use crate::format::{self, Arg};
use crate::net::{self, Endpoint, Transport};
use crate::reader::{Reader, DEFAULT_MAX_BUF, DEFAULT_MAX_ELEMENTS};
use crate::reply::Reply;
use crate::{Error, ErrorKind, Result};

use bytes::{Buf, BytesMut};
use std::fmt;
use std::io;
use std::time::Duration;
use tracing::{debug, instrument, trace, warn};

/// 每次从传输层读取的最大字节数
const READ_BUF_SIZE: usize = 16 * 1024;

/// 默认的 keepalive 间隔
pub const DEFAULT_KEEPALIVE_INTERVAL: Duration = Duration::from_secs(15);

/// 推送消息的处理函数。处理函数获得回复的所有权。
pub type PushHandler = Box<dyn FnMut(Reply) + Send>;

/// 建立连接时使用的选项。
///
/// 所有字段都会保存在 [`Context`] 中，[`Context::reconnect`] 按同样的选项重新建立连接。
#[derive(Debug, Clone, Default)]
pub struct Options {
    /// 连接目标
    pub endpoint: Option<Endpoint>,
    /// 以非阻塞模式建立连接
    pub nonblocking: bool,
    /// 连接前设置 `SO_REUSEADDR`
    pub reuse_addr: bool,
    pub prefer_ipv4: bool,
    pub prefer_ipv6: bool,
    pub connect_timeout: Option<Duration>,
    /// 读写超时，只对阻塞模式的连接生效
    pub command_timeout: Option<Duration>,
    /// 单个聚合回复的元素上限，`None` 使用默认值
    pub max_elements: Option<usize>,
    /// 读取器空闲缓冲区的容量上限，`None` 使用默认值
    pub max_buf: Option<usize>,
}

impl Options {
    pub fn tcp(host: impl Into<String>, port: u16) -> Options {
        Options {
            endpoint: Some(Endpoint::tcp(host, port)),
            ..Options::default()
        }
    }

    pub fn unix(path: impl Into<std::path::PathBuf>) -> Options {
        Options {
            endpoint: Some(Endpoint::unix(path)),
            ..Options::default()
        }
    }
}

/// 连接所处的状态
#[derive(Debug, Clone, Copy, PartialEq, Eq)]
pub enum State {
    /// 非阻塞连接尚未完成
    Connecting,
    Connected,
    /// 已经锁定了一个错误，只有重连才能恢复
    Error,
}

/// 到服务器的一条连接。
///
/// `Context` 持有待发送命令的输出缓冲区和解析回复的 [`Reader`]。命令先被编码并追加到输出缓冲区，
/// 在阻塞模式下由 [`get_reply`](Context::get_reply) 负责写出并读回回复；在非阻塞模式下，调用方在套接字可写、
/// 可读时自行调用 [`buffer_write`](Context::buffer_write) 和 [`buffer_read`](Context::buffer_read)。
///
/// 回复按命令追加的顺序返回。推送消息在安装了处理函数时交给处理函数，否则与普通回复一样按收到的顺序返回。
///
/// 一旦出错，错误会被锁定在上下文中，之后发出请求的操作都直接返回该错误而不触碰传输层，直到调用
/// [`reconnect`](Context::reconnect)。
pub struct Context {
    // 尚未写出的请求字节
    obuf: BytesMut,

    reader: Reader,

    transport: Option<Box<dyn Transport>>,

    err: Option<Error>,

    state: State,

    blocking: bool,

    // 重连时使用的选项
    options: Options,

    push_handler: Option<PushHandler>,
}

impl Context {
    /// 以阻塞模式连接到 TCP 地址
    pub fn connect(host: &str, port: u16) -> Result<Context> {
        Context::connect_with_options(&Options::tcp(host, port))
    }

    /// 以阻塞模式连接到 unix 域套接字
    pub fn connect_unix(path: impl Into<std::path::PathBuf>) -> Result<Context> {
        Context::connect_with_options(&Options::unix(path))
    }

    /// 按给定的选项建立连接
    #[instrument(skip_all)]
    pub fn connect_with_options(options: &Options) -> Result<Context> {
        if options.endpoint.is_none() {
            return Err(Error::new(ErrorKind::Other, "No endpoint to connect to"));
        }

        let mut context = Context::new(None, !options.nonblocking, options.clone());
        context.open()?;

        Ok(context)
    }

    /// 在已经建立的传输上创建上下文。
    ///
    /// 这样的上下文没有保存连接目标，无法重连。
    pub fn with_transport<T: Transport + 'static>(transport: T, blocking: bool) -> Context {
        let options = Options {
            nonblocking: !blocking,
            ..Options::default()
        };

        Context::new(Some(Box::new(transport)), blocking, options)
    }

    fn new(transport: Option<Box<dyn Transport>>, blocking: bool, options: Options) -> Context {
        let reader = new_reader(&options);

        Context {
            obuf: BytesMut::new(),
            reader,
            transport,
            err: None,
            state: State::Connected,
            blocking,
            options,
            push_handler: None,
        }
    }

    /// 按保存的选项打开传输
    fn open(&mut self) -> Result<()> {
        let endpoint = match &self.options.endpoint {
            Some(endpoint) => endpoint.clone(),
            None => {
                return Err(self.set_error(Error::new(
                    ErrorKind::Other,
                    "Not enough information to reconnect",
                )))
            }
        };

        let (transport, connected) =
            net::connect(&endpoint, &self.options).map_err(|err| self.set_error(err))?;

        self.transport = Some(Box::new(transport));
        self.state = if connected {
            State::Connected
        } else {
            State::Connecting
        };

        debug!(%endpoint, connected, "connection opened");

        if self.blocking {
            if let Some(timeout) = self.options.command_timeout {
                self.set_timeout(timeout)?;
            }
        }

        Ok(())
    }

    /// 追加已经编码好的命令，字节按原样发送
    pub fn append_formatted_command(&mut self, cmd: &[u8]) -> Result<()> {
        self.check_error()?;
        self.obuf.extend_from_slice(cmd);
        Ok(())
    }

    /// 按格式字符串编码命令并追加到输出缓冲区，不进行任何 I/O
    pub fn append_command(&mut self, fmt: &str, args: &[Arg]) -> Result<()> {
        self.check_error()?;

        let cmd = format::try_format_command(fmt, args).map_err(|err| self.set_error(err.into()))?;
        self.append_formatted_command(&cmd)
    }

    /// 按参数数组编码命令并追加到输出缓冲区
    pub fn append_command_argv<A: AsRef<[u8]>>(
        &mut self,
        argv: &[A],
        argvlen: Option<&[usize]>,
    ) -> Result<()> {
        self.check_error()?;

        let cmd = format::format_command_argv(argv, argvlen)
            .map_err(|err| self.set_error(err.into()))?;
        self.append_formatted_command(&cmd)
    }

    /// 追加一条命令并等待它的回复。
    ///
    /// 非阻塞模式下只追加命令，返回 `Ok(None)`。
    pub fn command(&mut self, fmt: &str, args: &[Arg]) -> Result<Option<Reply>> {
        self.append_command(fmt, args)?;
        self.reply_if_blocking()
    }

    pub fn command_argv<A: AsRef<[u8]>>(
        &mut self,
        argv: &[A],
        argvlen: Option<&[usize]>,
    ) -> Result<Option<Reply>> {
        self.append_command_argv(argv, argvlen)?;
        self.reply_if_blocking()
    }

    fn reply_if_blocking(&mut self) -> Result<Option<Reply>> {
        if !self.blocking {
            return Ok(None);
        }

        self.get_reply()
    }

    /// 把输出缓冲区中尽可能多的字节写给传输层。
    ///
    /// 缓冲区完全写空时返回 `true`。
    pub fn buffer_write(&mut self) -> Result<bool> {
        self.check_error()?;

        if self.state == State::Connecting && !self.check_connect_done()? {
            return Ok(false);
        }

        if !self.obuf.is_empty() {
            let res = match self.transport.as_mut() {
                Some(transport) => transport.write(&self.obuf),
                None => return Err(self.not_connected()),
            };

            match res {
                Ok(n) if n == self.obuf.len() => {
                    // 整体写完后换一个新的空缓冲区
                    self.obuf = BytesMut::new();
                    trace!(written = n, "output buffer drained");
                }
                Ok(n) => {
                    self.obuf.advance(n);
                    trace!(written = n, remaining = self.obuf.len(), "partial write");
                }
                Err(err) if self.is_retryable(&err) => {}
                Err(err) if is_timeout(&err) => {
                    return Err(self.set_error(Error::new(ErrorKind::Timeout, "send timeout")))
                }
                Err(err) => return Err(self.set_error(err.into())),
            }
        }

        Ok(self.obuf.is_empty())
    }

    /// 从传输层读取一次，并把读到的字节交给读取器
    pub fn buffer_read(&mut self) -> Result<()> {
        self.check_error()?;

        let mut buf = [0u8; READ_BUF_SIZE];

        let res = match self.transport.as_mut() {
            Some(transport) => transport.read(&mut buf),
            None => return Err(self.not_connected()),
        };

        let n = match res {
            Ok(0) => {
                return Err(self.set_error(Error::new(
                    ErrorKind::Io,
                    "Server closed the connection",
                )))
            }
            Ok(n) => n,
            Err(err) if self.is_retryable(&err) => return Ok(()),
            Err(err) if is_timeout(&err) => {
                return Err(self.set_error(Error::new(ErrorKind::Timeout, "recv timeout")))
            }
            Err(err) => return Err(self.set_error(err.into())),
        };

        trace!(read = n, "buffer read");
        self.reader.feed(&buf[..n]).map_err(|err| self.set_error(err))
    }

    /// 从读取器中取出一个已经完整的回复，不进行 I/O
    pub fn get_reply_from_reader(&mut self) -> Result<Option<Reply>> {
        self.reader.get_reply().map_err(|err| self.set_error(err))
    }

    /// 取出下一个不是推送消息的回复，推送消息交给处理函数
    fn next_in_band_reply(&mut self) -> Result<Option<Reply>> {
        loop {
            let reply = match self.get_reply_from_reader()? {
                Some(reply) => reply,
                None => return Ok(None),
            };

            match &mut self.push_handler {
                Some(handler) if reply.is_push() => {
                    trace!("dispatching push message");
                    handler(reply);
                }
                _ => return Ok(Some(reply)),
            }
        }
    }

    /// 取出下一个回复。
    ///
    /// 如果已经有解析完成的回复就直接返回。否则在阻塞模式下先写出全部待发送的命令，再不断读取直到得到一个回复；
    /// 在非阻塞模式下不进行任何 I/O，返回 `Ok(None)`。
    pub fn get_reply(&mut self) -> Result<Option<Reply>> {
        if let Some(reply) = self.next_in_band_reply()? {
            return Ok(Some(reply));
        }

        if !self.blocking {
            return Ok(None);
        }

        while !self.buffer_write()? {}

        loop {
            self.buffer_read()?;

            if let Some(reply) = self.next_in_band_reply()? {
                return Ok(Some(reply));
            }
        }
    }

    /// 重新建立连接。
    ///
    /// 清除锁定的错误，关闭旧的传输，重建输出缓冲区和读取器，再按保存的选项连接。
    #[instrument(skip(self))]
    pub fn reconnect(&mut self) -> Result<()> {
        self.err = None;
        self.state = State::Connected;
        self.close_transport();
        self.obuf = BytesMut::new();
        self.reader = new_reader(&self.options);

        self.open()?;
        debug!("reconnected");

        Ok(())
    }

    /// 设置读写超时，只能用于阻塞模式的连接
    pub fn set_timeout(&mut self, timeout: Duration) -> Result<()> {
        if !self.blocking {
            return Err(Error::new(
                ErrorKind::Other,
                "Timeouts can only be set on blocking contexts",
            ));
        }

        self.with_transport_option(|transport| transport.set_timeout(Some(timeout)))?;
        self.options.command_timeout = Some(timeout);

        Ok(())
    }

    pub fn enable_keepalive(&mut self) -> Result<()> {
        self.enable_keepalive_with_interval(DEFAULT_KEEPALIVE_INTERVAL)
    }

    pub fn enable_keepalive_with_interval(&mut self, interval: Duration) -> Result<()> {
        self.with_transport_option(|transport| transport.set_keepalive(interval))
    }

    pub fn set_tcp_user_timeout(&mut self, timeout: Duration) -> Result<()> {
        self.with_transport_option(|transport| transport.set_tcp_user_timeout(timeout))
    }

    fn with_transport_option<F>(&mut self, f: F) -> Result<()>
    where
        F: FnOnce(&mut dyn Transport) -> io::Result<()>,
    {
        let res = match self.transport.as_mut() {
            Some(transport) => f(transport.as_mut()),
            None => return Err(self.not_connected()),
        };

        res.map_err(|err| self.set_error(err.into()))
    }

    /// 检查非阻塞连接是否已经完成
    pub fn check_connect_done(&mut self) -> Result<bool> {
        if self.state == State::Connected {
            return Ok(true);
        }

        self.check_error()?;

        let res = match self.transport.as_mut() {
            Some(transport) => transport.connect_done(),
            None => return Err(self.not_connected()),
        };

        match res {
            Ok(true) => {
                self.state = State::Connected;
                debug!("connection established");
                Ok(true)
            }
            Ok(false) => Ok(false),
            Err(err) => Err(self.set_error(err.into())),
        }
    }

    /// 安装推送消息的处理函数，返回之前的处理函数
    pub fn set_push_handler<F>(&mut self, handler: F) -> Option<PushHandler>
    where
        F: FnMut(Reply) + Send + 'static,
    {
        self.push_handler.replace(Box::new(handler))
    }

    /// 移除推送消息的处理函数，之后推送消息作为普通回复返回
    pub fn clear_push_handler(&mut self) -> Option<PushHandler> {
        self.push_handler.take()
    }

    /// 锁定的错误
    pub fn error(&self) -> Option<&Error> {
        self.err.as_ref()
    }

    pub fn state(&self) -> State {
        self.state
    }

    pub fn is_blocking(&self) -> bool {
        self.blocking
    }

    pub fn options(&self) -> &Options {
        &self.options
    }

    /// 尚未写出的请求字节
    pub fn pending_output(&self) -> &[u8] {
        &self.obuf[..]
    }

    pub fn reader(&self) -> &Reader {
        &self.reader
    }

    pub fn reader_mut(&mut self) -> &mut Reader {
        &mut self.reader
    }

    /// 释放上下文但保留传输
    pub fn into_transport(mut self) -> Option<Box<dyn Transport>> {
        self.transport.take()
    }

    fn check_error(&self) -> Result<()> {
        match &self.err {
            Some(err) => Err(err.clone()),
            None => Ok(()),
        }
    }

    fn set_error(&mut self, err: Error) -> Error {
        debug!(kind = %err.kind(), cause = %err, "context error");
        self.err = Some(err.clone());
        self.state = State::Error;
        err
    }

    fn not_connected(&mut self) -> Error {
        self.set_error(Error::new(ErrorKind::Io, "Not connected"))
    }

    /// 非阻塞模式下暂时不可读写，或者被信号打断
    fn is_retryable(&self, err: &io::Error) -> bool {
        (err.kind() == io::ErrorKind::WouldBlock && !self.blocking)
            || err.kind() == io::ErrorKind::Interrupted
    }

    fn close_transport(&mut self) {
        if let Some(mut transport) = self.transport.take() {
            if let Err(err) = transport.close() {
                warn!(cause = %err, "failed to close transport");
            }
        }
    }
}

impl Drop for Context {
    fn drop(&mut self) {
        self.close_transport();
    }
}

impl fmt::Debug for Context {
    fn fmt(&self, fmt: &mut fmt::Formatter) -> fmt::Result {
        fmt.debug_struct("Context")
            .field("state", &self.state)
            .field("blocking", &self.blocking)
            .field("err", &self.err)
            .field("pending_output", &self.obuf.len())
            .field("reader", &self.reader)
            .field("options", &self.options)
            .field("push_handler", &self.push_handler.is_some())
            .finish()
    }
}

fn new_reader(options: &Options) -> Reader {
    let mut reader = Reader::new();
    reader.set_max_elements(options.max_elements.unwrap_or(DEFAULT_MAX_ELEMENTS));
    reader.set_max_buf(options.max_buf.unwrap_or(DEFAULT_MAX_BUF));
    reader
}

/// 阻塞套接字上读写超时表现为 `WouldBlock` 或 `TimedOut`
fn is_timeout(err: &io::Error) -> bool {
    matches!(
        err.kind(),
        io::ErrorKind::WouldBlock | io::ErrorKind::TimedOut
    )
}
§
* _What to produce_
Search the data above for "field" and copy every line where it turns up.

* _Reply_
            .field("state", &self.state)
            .field("blocking", &self.blocking)
            .field("err", &self.err)
            .field("pending_output", &self.obuf.len())
            .field("reader", &self.reader)
            .field("options", &self.options)
            .field("push_handler", &self.push_handler.is_some())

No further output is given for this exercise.